Primordial Tones | The World Is Sound

Joachim-Ernst Berendt (1987) - According to the Law of the Octave, the duration of a planet's rotation, that is, the time a celestial body takes to revolve around its own axis and/or the time it needs for one orbit around the Sun, can be transposed into tones and colors. The tones and colors are analogous to rotation and revolution. In order to arrive at the frequency in Hertz (vibrations per second) from an astronomic period, the reciprocal value has to be formed of the duration (expressed in seconds) [...] The Earth, for instance, has a rotation period of 24 hr, or to be more precise, of 23 hr. 56 min, and 4s, totaling 86,164s. If one takes the reciprocal value, that is, divides 1 by this number, a frequency of 0.00001160577 (an inaudible G) is obtained. Though this G is below the hearing range (which starts at about 16 Hz). transposing it by 24 octaves will create an audible G. 

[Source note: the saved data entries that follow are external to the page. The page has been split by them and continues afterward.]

//! In-memory tabular data passed between pipeline stages
//!
//! A [`Table`] is an ordered list of column names plus rows of JSON cells. Nested API
//! structures stay as JSON objects until the transform stage flattens them, so every stage can
//! work on the same type.
//!
//! ```rust
//! use ibge_etl_core::table::Table;
//! use serde_json::json;
//!
//! let table = Table::from_records(vec![
//!     json!({"id": 1, "nome": "Alpha"}),
//!     json!({"id": 2, "nome": "Beta"}),
//! ])
//! .unwrap();
//!
//! assert_eq!(table.columns(), ["id", "nome"]);
//! assert_eq!(table.row_count(), 2);
//! ```

mod delimited;
mod error;

use std::borrow::Cow;
use std::fmt::Write as _;

use serde::Serialize;
use serde_json::Value;

pub use delimited::{read_csv, read_csv_file};
pub use error::{TableError, TableResult};

/// A single table cell
pub type Cell = Value;

/// Ordered columns plus row-major cells
#[derive(Debug, Clone, Default, PartialEq, Serialize)]
pub struct Table {
    columns: Vec<String>,
    rows: Vec<Vec<Cell>>,
}

impl Table {
    /// Create an empty table with the given columns
    pub fn new<I, S>(columns: I) -> Self
    where
        I: IntoIterator<Item = S>,
        S: Into<String>,
    {
        Self {
            columns: columns.into_iter().map(Into::into).collect(),
            rows: Vec::new(),
        }
    }

    /// Build a table from columns and rows, checking every row's width
    pub fn from_rows<I, S>(columns: I, rows: Vec<Vec<Cell>>) -> TableResult<Self>
    where
        I: IntoIterator<Item = S>,
        S: Into<String>,
    {
        let mut table = Self::new(columns);
        for row in rows {
            table.push_row(row)?;
        }
        Ok(table)
    }

    /// Build a table from a list of JSON objects
    ///
    /// Columns are the union of object keys in first-seen order. Keys missing from a record
    /// become null cells.
    pub fn from_records(records: Vec<Value>) -> TableResult<Self> {
        let mut columns: Vec<String> = Vec::new();
        let mut objects = Vec::with_capacity(records.len());

        for (index, record) in records.into_iter().enumerate() {
            let Value::Object(map) = record else {
                return Err(TableError::NotAnObject { index });
            };
            for key in map.keys() {
                if !columns.iter().any(|c| c == key) {
                    columns.push(key.clone());
                }
            }
            objects.push(map);
        }

        let rows = objects
            .into_iter()
            .map(|mut map| {
                columns
                    .iter()
                    .map(|c| map.remove(c).unwrap_or(Value::Null))
                    .collect()
            })
            .collect();

        Ok(Self { columns, rows })
    }

    /// Column names in order
    pub fn columns(&self) -> &[String] {
        &self.columns
    }

    /// All rows
    pub fn rows(&self) -> &[Vec<Cell>] {
        &self.rows
    }

    /// Number of rows
    pub fn row_count(&self) -> usize {
        self.rows.len()
    }

    /// Number of columns
    pub fn column_count(&self) -> usize {
        self.columns.len()
    }

    /// Check if the table has no rows
    pub fn is_empty(&self) -> bool {
        self.rows.is_empty()
    }

    /// Check if a column exists
    pub fn has_column(&self, name: &str) -> bool {
        self.column_index(name).is_some()
    }

    /// Position of a column, if present
    pub fn column_index(&self, name: &str) -> Option<usize> {
        self.columns.iter().position(|c| c == name)
    }

    /// Position of a column, or a [`TableError::MissingColumn`]
    pub fn require_column(&self, name: &str) -> TableResult<usize> {
        self.column_index(name)
            .ok_or_else(|| TableError::missing_column(name, &self.columns))
    }

    /// Value at a row and named column
    pub fn get(&self, row: usize, column: &str) -> Option<&Cell> {
        let index = self.column_index(column)?;
        self.rows.get(row).map(|r| &r[index])
    }

    /// Append a row
    pub fn push_row(&mut self, row: Vec<Cell>) -> TableResult<()> {
        if row.len() != self.columns.len() {
            return Err(TableError::RowWidth {
                row: self.rows.len(),
                expected: self.columns.len(),
                found: row.len(),
            });
        }
        self.rows.push(row);
        Ok(())
    }

    /// Rename a column in place
    pub fn rename_column(&mut self, from: &str, to: &str) -> TableResult<()> {
        let index = self.require_column(from)?;
        if from != to && self.has_column(to) {
            return Err(TableError::DuplicateColumn(to.to_string()));
        }
        self.columns[index] = to.to_string();
        Ok(())
    }

    /// Remove a column and its values
    pub fn drop_column(&mut self, name: &str) -> TableResult<()> {
        let index = self.require_column(name)?;
        self.columns.remove(index);
        for row in &mut self.rows {
            row.remove(index);
        }
        Ok(())
    }

    /// Remove a column if it exists, returning whether it did
    pub fn drop_column_if_present(&mut self, name: &str) -> bool {
        self.drop_column(name).is_ok()
    }

    /// Append a column with one value per row
    pub fn add_column(&mut self, name: impl Into<String>, values: Vec<Cell>) -> TableResult<()> {
        let name = name.into();
        if self.has_column(&name) {
            return Err(TableError::DuplicateColumn(name));
        }
        if values.len() != self.rows.len() {
            return Err(TableError::ColumnLength {
                column: name,
                expected: self.rows.len(),
                found: values.len(),
            });
        }
        for (row, value) in self.rows.iter_mut().zip(values) {
            row.push(value);
        }
        self.columns.push(name);
        Ok(())
    }

    /// Replace every value of a column with `f(value)`
    pub fn map_column<F>(&mut self, name: &str, mut f: F) -> TableResult<()>
    where
        F: FnMut(Cell) -> Cell,
    {
        let index = self.require_column(name)?;
        for row in &mut self.rows {
            let value = std::mem::take(&mut row[index]);
            row[index] = f(value);
        }
        Ok(())
    }

    /// Keep only rows for which the predicate holds
    pub fn retain_rows<F>(&mut self, mut f: F)
    where
        F: FnMut(&[Cell]) -> bool,
    {
        self.rows.retain(|row| f(row));
    }

    /// New table with the given columns in the given order
    pub fn select(&self, columns: &[&str]) -> TableResult<Table> {
        let indices = columns
            .iter()
            .map(|c| self.require_column(c))
            .collect::<TableResult<Vec<_>>>()?;

        Ok(Table {
            columns: columns.iter().map(|c| c.to_string()).collect(),
            rows: self
                .rows
                .iter()
                .map(|row| indices.iter().map(|&i| row[i].clone()).collect())
                .collect(),
        })
    }

    /// New table with at most the first `n` rows
    pub fn head(&self, n: usize) -> Table {
        Table {
            columns: self.columns.clone(),
            rows: self.rows.iter().take(n).cloned().collect(),
        }
    }

    /// Split into columns and rows
    pub fn into_parts(self) -> (Vec<String>, Vec<Vec<Cell>>) {
        (self.columns, self.rows)
    }

    /// Render the table as an aligned text grid, with a leading row index column
    pub fn render(&self) -> String {
        let mut widths: Vec<usize> = self.columns.iter().map(|c| c.chars().count()).collect();
        let cells: Vec<Vec<String>> = self
            .rows
            .iter()
            .map(|row| row.iter().map(|c| display_cell(c, 40)).collect())
            .collect();

        for row in &cells {
            for (width, cell) in widths.iter_mut().zip(row) {
                *width = (*width).max(cell.chars().count());
            }
        }
        let index_width = self.rows.len().saturating_sub(1).to_string().len();

        let mut out = String::new();
        let _ = write!(out, "{:index_width$}", "");
        for (name, width) in self.columns.iter().zip(widths.iter().copied()) {
            let _ = write!(out, "  {name:>width$}");
        }
        for (i, row) in cells.iter().enumerate() {
            out.push('\n');
            let _ = write!(out, "{i:<index_width$}");
            for (cell, width) in row.iter().zip(widths.iter().copied()) {
                let _ = write!(out, "  {cell:>width$}");
            }
        }
        out
    }
}

/// Text form of a cell as written to delimited files
///
/// Null is empty, strings are written raw, and nested values are compact JSON.
pub fn cell_to_text(cell: &Cell) -> Cow<'_, str> {
    match cell {
        Value::Null => Cow::Borrowed(""),
        Value::String(s) => Cow::Borrowed(s.as_str()),
        Value::Bool(b) => Cow::Owned(b.to_string()),
        Value::Number(n) => Cow::Owned(n.to_string()),
        other => Cow::Owned(other.to_string()),
    }
}

/// Text form of a cell for log output, truncated to `max_chars`
pub fn display_cell(cell: &Cell, max_chars: usize) -> String {
    let text = match cell {
        Value::Null => Cow::Borrowed("null"),
        other => cell_to_text(other),
    };
    if text.chars().count() <= max_chars {
        text.into_owned()
    } else {
        let mut truncated: String = text.chars().take(max_chars.saturating_sub(3)).collect();
        truncated.push_str("...");
        truncated
    }
}

/// Interpret a cell as an integer
///
/// Integers pass through, integral floats and numeric strings convert, anything else is
/// `None`.
pub fn cell_as_i64(cell: &Cell) -> Option<i64> {
    match cell {
        Value::Number(n) => n.as_i64().or_else(|| {
            n.as_f64()
                .filter(|f| f.is_finite() && f.fract() == 0.0)
                .filter(|f| *f >= i64::MIN as f64 && *f < i64::MAX as f64)
                .map(|f| f as i64)
        }),
        Value::String(s) => {
            let s = s.trim();
            s.parse::<i64>().ok().or_else(|| {
                s.parse::<f64>()
                    .ok()
                    .and_then(|f| cell_as_i64(&serde_json::json!(f)))
            })
        }
        _ => None,
    }
}
//! Load stage: replace the destination table and constrain its business key
//!
//! Credentials are resolved from [`DatabaseSettings`] and a connection is opened by a
//! [`Connector`]. The load then runs against the resulting [`LoadTarget`]:
//!
//! 1. drop and recreate the table from [`TableSchema`]
//! 2. insert every row in multi-row chunks
//! 3. add the primary key on `id_municipio`
//!
//! No transaction wraps the steps, so a failure while adding the key leaves a
//! populated table without a constraint.
//!
//! Every failure is caught and reported as a [`LoadOutcome`]; the loader never propagates an
//! error to the pipeline.

mod error;
mod postgres;
mod schema;
mod settings;

use async_trait::async_trait;
use tracing::{error, info};

pub use error::LoadError;
pub use postgres::{PostgresConnector, PostgresTarget};
pub use schema::{
    ColumnDef, DEFAULT_TABLE_NAME, FINAL_COLUMNS, MunicipalityRecord, SqlType, TableSchema,
    is_valid_identifier, quote_ident, select_final_columns,
};
pub use settings::{
    DB_HOST, DB_NAME, DB_PASSWORD, DB_PORT, DB_USER, DEFAULT_PORT, DatabaseCredentials,
    DatabaseSettings,
};

/// Default rows per `INSERT` statement
pub const DEFAULT_BATCH_SIZE: usize = 1000;

/// Opens connections to the destination database
#[async_trait]
pub trait Connector: Send + Sync {
    type Target: LoadTarget;

    /// Open a connection with the given credentials
    async fn connect(&self, credentials: &DatabaseCredentials) -> Result<Self::Target, LoadError>;
}

/// Operations the loader performs on an open connection
#[async_trait]
pub trait LoadTarget: Send {
    /// Drop the table if it exists and create it from the schema
    async fn replace_table(&mut self, schema: &TableSchema) -> Result<(), LoadError>;

    /// Insert rows, returning how many were written
    async fn insert_rows(
        &mut self,
        schema: &TableSchema,
        rows: &[MunicipalityRecord],
    ) -> Result<u64, LoadError>;

    /// Add the primary key constraint
    async fn add_primary_key(&mut self, schema: &TableSchema) -> Result<(), LoadError>;
}

/// Result of a load attempt
#[derive(Debug)]
pub enum LoadOutcome {
    /// All rows written and the primary key added
    Loaded { rows: usize },
    /// Credentials were incomplete; no connection was attempted
    Skipped { missing: Vec<String> },
    /// Connecting, recreating, inserting or constraining failed
    Failed(LoadError),
}

impl LoadOutcome {
    /// Check if the table was fully loaded
    pub fn is_loaded(&self) -> bool {
        matches!(self, LoadOutcome::Loaded { .. })
    }

    /// Short label for reports
    pub fn label(&self) -> &'static str {
        match self {
            LoadOutcome::Loaded { .. } => "loaded",
            LoadOutcome::Skipped { .. } => "skipped",
            LoadOutcome::Failed(_) => "failed",
        }
    }

    /// Operator-facing description for reports, with a hint when the load did not happen
    pub fn describe(&self) -> String {
        match self {
            LoadOutcome::Loaded { rows } => format!("{rows} rows loaded"),
            LoadOutcome::Skipped { missing } => {
                LoadError::MissingCredentials(missing.clone()).user_message()
            }
            LoadOutcome::Failed(err) => err.user_message(),
        }
    }
}

/// Writes final records to the destination table
#[derive(Debug, Clone)]
pub struct Loader {
    settings: DatabaseSettings,
    schema: TableSchema,
    batch_size: usize,
}

impl Loader {
    /// Create a loader for the given settings and table name
    pub fn new(settings: DatabaseSettings, table: impl Into<String>) -> Self {
        Self {
            settings,
            schema: TableSchema::municipalities(table),
            batch_size: DEFAULT_BATCH_SIZE,
        }
    }

    /// Rows per `INSERT`, capped by the bind parameter limit
    pub fn with_batch_size(mut self, batch_size: usize) -> Self {
        self.batch_size = batch_size.clamp(1, self.schema.max_rows_per_insert());
        self
    }

    /// Destination schema
    pub fn schema(&self) -> &TableSchema {
        &self.schema
    }

    /// Load records, catching and logging every failure
    pub async fn load<C: Connector>(
        &self,
        connector: &C,
        records: &[MunicipalityRecord],
    ) -> LoadOutcome {
        info!(table = %self.schema.table, rows = records.len(), "Loading data");

        let credentials = match self.settings.credentials() {
            Ok(credentials) => credentials,
            Err(LoadError::MissingCredentials(missing)) => {
                error!(
                    missing = ?missing,
                    "Database credentials not configured; skipping load"
                );
                return LoadOutcome::Skipped { missing };
            }
            Err(err) => {
                error!(error = %err, "Invalid database settings");
                return LoadOutcome::Failed(err);
            }
        };

        match self.write(connector, &credentials, records).await {
            Ok(rows) => {
                info!(
                    table = %self.schema.table,
                    rows,
                    "Data loaded and primary key added on {}", self.schema.primary_key
                );
                LoadOutcome::Loaded { rows }
            }
            Err(err) => {
                error!(table = %self.schema.table, error = %err, "Failed to load data");
                LoadOutcome::Failed(err)
            }
        }
    }

    async fn write<C: Connector>(
        &self,
        connector: &C,
        credentials: &DatabaseCredentials,
        records: &[MunicipalityRecord],
    ) -> Result<usize, LoadError> {
        let mut target = connector.connect(credentials).await?;
        info!(host = %credentials.host, database = %credentials.database, "Connected");

        target.replace_table(&self.schema).await?;

        let mut inserted = 0;
        for chunk in records.chunks(self.batch_size) {
            target
                .insert_rows(&self.schema, chunk)
                .await
                .map_err(|err| match err {
                    LoadError::Insert { table, message, .. } => LoadError::Insert {
                        table,
                        inserted,
                        message,
                    },
                    other => other,
                })?;
            inserted += chunk.len();
        }

        target.add_primary_key(&self.schema).await?;
        Ok(inserted)
    }
}

#[cfg(test)]
mod tests {
    use super::*;
    use std::collections::HashSet;
    use std::sync::atomic::{AtomicUsize, Ordering};
    use std::sync::{Arc, Mutex};

    #[derive(Default)]
    struct Recorded {
        statements: Vec<String>,
        rows: Vec<MunicipalityRecord>,
    }

    struct MemoryTarget {
        recorded: Arc<Mutex<Recorded>>,
    }

    #[async_trait]
    impl LoadTarget for MemoryTarget {
        async fn replace_table(&mut self, schema: &TableSchema) -> Result<(), LoadError> {
            let mut recorded = self.recorded.lock().unwrap();
            recorded.statements.push(schema.drop_sql());
            recorded.statements.push(schema.create_sql());
            recorded.rows.clear();
            Ok(())
        }

        async fn insert_rows(
            &mut self,
            schema: &TableSchema,
            rows: &[MunicipalityRecord],
        ) -> Result<u64, LoadError> {
            let mut recorded = self.recorded.lock().unwrap();
            recorded.statements.push(schema.insert_sql(rows.len()));
            recorded.rows.extend_from_slice(rows);
            Ok(rows.len() as u64)
        }

        async fn add_primary_key(&mut self, schema: &TableSchema) -> Result<(), LoadError> {
            let mut recorded = self.recorded.lock().unwrap();
            recorded.statements.push(schema.add_primary_key_sql());
            let mut seen = HashSet::new();
            for row in &recorded.rows {
                match row.id_municipio {
                    Some(id) if seen.insert(id) => {}
                    _ => {
                        return Err(LoadError::Constraint {
                            table: schema.table.clone(),
                            column: schema.primary_key.to_string(),
                            message: format!("duplicate or null key {:?}", row.id_municipio),
                        });
                    }
                }
            }
            Ok(())
        }
    }

    #[derive(Default)]
    struct MemoryConnector {
        connects: AtomicUsize,
        recorded: Arc<Mutex<Recorded>>,
        refuse: bool,
    }

    #[async_trait]
    impl Connector for MemoryConnector {
        type Target = MemoryTarget;

        async fn connect(
            &self,
            credentials: &DatabaseCredentials,
        ) -> Result<MemoryTarget, LoadError> {
            self.connects.fetch_add(1, Ordering::SeqCst);
            if self.refuse {
                return Err(LoadError::Connect {
                    host: credentials.host.clone(),
                    database: credentials.database.clone(),
                    message: "connection refused".into(),
                });
            }
            Ok(MemoryTarget {
                recorded: Arc::clone(&self.recorded),
            })
        }
    }

    fn settings() -> DatabaseSettings {
        DatabaseSettings {
            user: Some("etl".into()),
            password: Some("secret".into()),
            host: Some("localhost".into()),
            database: Some("ibge".into()),
            port: None,
        }
    }

    fn record(id: i64) -> MunicipalityRecord {
        MunicipalityRecord {
            id_municipio: Some(id),
            nome_municipio: Some(format!("M{id}")),
            ..Default::default()
        }
    }

    #[tokio::test]
    async fn test_load_runs_steps_in_order() {
        let connector = MemoryConnector::default();
        let records: Vec<_> = (1..=5).map(record).collect();

        let outcome = Loader::new(settings(), "t")
            .with_batch_size(2)
            .load(&connector, &records)
            .await;

        assert!(matches!(outcome, LoadOutcome::Loaded { rows: 5 }));
        let recorded = connector.recorded.lock().unwrap();
        assert!(recorded.statements[0].starts_with("DROP TABLE"));
        assert!(recorded.statements[1].starts_with("CREATE TABLE"));
        let inserts = recorded
            .statements
            .iter()
            .filter(|s| s.starts_with("INSERT"))
            .count();
        assert_eq!(inserts, 3);
        assert!(recorded.statements.last().unwrap().contains("ADD PRIMARY KEY"));
        assert_eq!(recorded.rows.len(), 5);
    }

    #[tokio::test]
    async fn test_missing_credentials_skip_without_connecting() {
        let connector = MemoryConnector::default();
        let mut settings = settings();
        settings.password = None;

        let outcome = Loader::new(settings, "t").load(&connector, &[record(1)]).await;

        let description = outcome.describe();
        assert!(description.contains(DB_PASSWORD));
        assert!(description.contains("Hint:"));
        match outcome {
            LoadOutcome::Skipped { missing } => assert_eq!(missing, [DB_PASSWORD]),
            other => panic!("unexpected outcome: {other:?}"),
        }
        assert_eq!(connector.connects.load(Ordering::SeqCst), 0);
    }

    #[test]
    fn test_failed_outcome_describes_with_hint() {
        let outcome = LoadOutcome::Failed(LoadError::Connect {
            host: "db.internal".to_string(),
            database: "ibge".to_string(),
            message: "connection refused".to_string(),
        });
        let description = outcome.describe();
        assert!(description.contains("db.internal"));
        assert!(description.contains("Hint:"));
        assert_eq!(LoadOutcome::Loaded { rows: 3 }.describe(), "3 rows loaded");
    }

    #[tokio::test]
    async fn test_duplicate_key_fails_at_constraint() {
        let connector = MemoryConnector::default();
        let outcome = Loader::new(settings(), "t")
            .load(&connector, &[record(1), record(2), record(1)])
            .await;

        assert!(matches!(outcome, LoadOutcome::Failed(LoadError::Constraint { .. })));
        assert_eq!(connector.recorded.lock().unwrap().rows.len(), 3);
    }

    #[tokio::test]
    async fn test_connection_failure_is_caught() {
        let connector = MemoryConnector {
            refuse: true,
            ..Default::default()
        };
        let outcome = Loader::new(settings(), "t").load(&connector, &[record(1)]).await;

        assert!(matches!(outcome, LoadOutcome::Failed(LoadError::Connect { .. })));
        assert_eq!(outcome.label(), "failed");
    }

    #[test]
    fn test_batch_size_is_capped() {
        let loader = Loader::new(settings(), "t").with_batch_size(usize::MAX);
        assert_eq!(loader.batch_size, loader.schema().max_rows_per_insert());
        let loader = Loader::new(settings(), "t").with_batch_size(0);
        assert_eq!(loader.batch_size, 1);
    }
}
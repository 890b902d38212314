//! Error types for the enrichment stage

use std::path::PathBuf;
use thiserror::Error;

use crate::table::TableError;

/// Errors that can occur while enriching with the reference file
#[derive(Error, Debug)]
pub enum EnrichError {
    /// The reference file does not exist
    #[error("Enrichment file not found: {}", .0.display())]
    ReferenceNotFound(PathBuf),

    /// The reference file exists but could not be read
    #[error("Failed to read enrichment file {}: {source}", .path.display())]
    Reference {
        path: PathBuf,
        #[source]
        source: TableError,
    },

    /// A join column is missing from one side
    #[error(transparent)]
    Table(#[from] TableError),
}

impl EnrichError {
    /// Get a user-friendly error message for CLI output
    pub fn user_message(&self) -> String {
        match self {
            EnrichError::ReferenceNotFound(path) => format!(
                "Enrichment file not found: {}\n\n\
                Hint: Create it with the columns codigo_uf,nome_regiao or set reference_path.",
                path.display()
            ),
            EnrichError::Reference { path, source } => format!(
                "Cannot read enrichment file {}: {source}\n\nHint: Ensure it is UTF-8 CSV with a header row.",
                path.display()
            ),
            EnrichError::Table(err) => err.user_message(),
        }
    }
}
//! Delimited text (CSV) reading and writing

use std::io::Read;
use std::path::Path;

use serde_json::Value;

use super::{Cell, Table, TableError, TableResult, cell_to_text};

impl Table {
    /// Serialize the table as UTF-8 CSV with a header row
    pub fn to_csv_bytes(&self) -> TableResult<Vec<u8>> {
        let mut writer = csv::Writer::from_writer(Vec::new());
        writer.write_record(&self.columns)?;
        for row in &self.rows {
            writer.write_record(row.iter().map(|cell| cell_to_text(cell).into_owned()))?;
        }
        writer
            .into_inner()
            .map_err(|e| TableError::Csv(csv::Error::from(e.into_error())))
    }

    /// Write the table as CSV to `path`, replacing any existing file
    ///
    /// Returns the bytes written.
    pub fn write_csv_file(&self, path: &Path) -> TableResult<Vec<u8>> {
        let bytes = self.to_csv_bytes()?;
        if let Some(parent) = path.parent().filter(|p| !p.as_os_str().is_empty()) {
            std::fs::create_dir_all(parent).map_err(|e| TableError::io(parent, e))?;
        }
        std::fs::write(path, &bytes).map_err(|e| TableError::io(path, e))?;
        Ok(bytes)
    }
}

/// Read a CSV file with a header row into a table
pub fn read_csv_file(path: &Path) -> TableResult<Table> {
    let file = std::fs::File::open(path).map_err(|e| TableError::io(path, e))?;
    read_csv(file)
}

/// Read CSV with a header row into a table
///
/// Empty cells become null, integer-looking cells become integers and other numeric cells
/// become floats. Everything else stays a string.
pub fn read_csv<R: Read>(reader: R) -> TableResult<Table> {
    let mut reader = csv::ReaderBuilder::new()
        .has_headers(true)
        .from_reader(reader);

    let columns: Vec<String> = reader.headers()?.iter().map(str::to_string).collect();
    let mut table = Table::new(columns);

    for record in reader.records() {
        let record = record?;
        table.push_row(record.iter().map(parse_field).collect())?;
    }

    Ok(table)
}

fn parse_field(field: &str) -> Cell {
    if field.is_empty() {
        return Value::Null;
    }
    if let Ok(n) = field.parse::<i64>() {
        return Value::from(n);
    }
    if let Ok(f) = field.parse::<f64>()
        && f.is_finite()
    {
        return Value::from(f);
    }
    Value::String(field.to_string())
}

[...] Tones exist, whether we hear them or not. Any music lover knows that a melody can resound within even when it is not being played. A composer hears the music within while notating it and before any sound has been made. For this reason, transposing by octaves is a legitimate process. Even scientists are using it (for instance, to transpose sound of deep sea fish and bats from the ultrasonic range into human audibility or to better understand signals of pulsars and other stars). The octave (1:2) is the most frequent relationship in the universe - not only in music, but anywhere in nature, from the micro- to the macro-cosmos. We use the same names for tones that are octaves apart [...] When a cell divides in mitosis, it chooses the "position" of the octave. The result is the "same cell" again. An octave may vibrate at twice or half the rate (or in powers of two or one-half) but it still is the same tone. It may split the one in two parts or double it, and the result is the same again. Its frequency may be completely different from the basic tone, many Hertz above or below it, but the result is still the same tone again. The octave is the most convincing symbol of unity that we can find in nature. And in nature, it is omnipresent.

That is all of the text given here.